▶ Supplied entries
###

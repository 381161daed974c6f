//! Terminal output formatting with colors
//!
//! Respects NO_COLOR, CLICOLOR, CLICOLOR_FORCE automatically.

use colored::Colorize;

/// Print error (red bold "error:" prefix) to stderr
pub fn error(msg: &(impl std::fmt::Display + ?Sized)) {
    eprintln!("{}: {}", "error".red().bold(), msg);
}

/// Print warning (yellow "Warning:" prefix) to stderr
pub fn warning(msg: &(impl std::fmt::Display + ?Sized)) {
    eprintln!("{}: {}", "Warning".yellow(), msg);
}

/// Print a labelled path with its status
pub fn location(label: &str, path: &std::path::Path, exists: bool) {
    let status = if exists {
        "exists".green()
    } else {
        "not found".dimmed()
    };
    println!("{}: {} ({})", label.cyan().bold(), path.display(), status);
}

/// Print plain output (no color, for data)
pub fn info(msg: &(impl std::fmt::Display + ?Sized)) {
    println!("{}", msg);
}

###

Write out the listing above, keeping every word exactly.

repository 381161daed974c6f
//! Terminal output formatting with colors
//!
//! Respects NO_COLOR, CLICOLOR, CLICOLOR_FORCE automatically.

use colored::Colorize;

/// Print error (red bold "error:" prefix) to stderr
pub fn error(msg: &(impl std::fmt::Display + ?Sized)) {
    eprintln!("{}: {}", "error".red().bold(), msg);
}

/// Print warning (yellow "Warning:" prefix) to stderr
pub fn warning(msg: &(impl std::fmt::Display + ?Sized)) {
    eprintln!("{}: {}", "Warning".yellow(), msg);
}

/// Print a labelled path with its status
pub fn location(label: &str, path: &std::path::Path, exists: bool) {
    let status = if exists {
        "exists".green()
    } else {
        "not found".dimmed()
    };
    println!("{}: {} ({})", label.cyan().bold(), path.display(), status);
}

/// Print plain output (no color, for data)
pub fn info(msg: &(impl std::fmt::Display + ?Sized)) {
    println!("{}", msg);
}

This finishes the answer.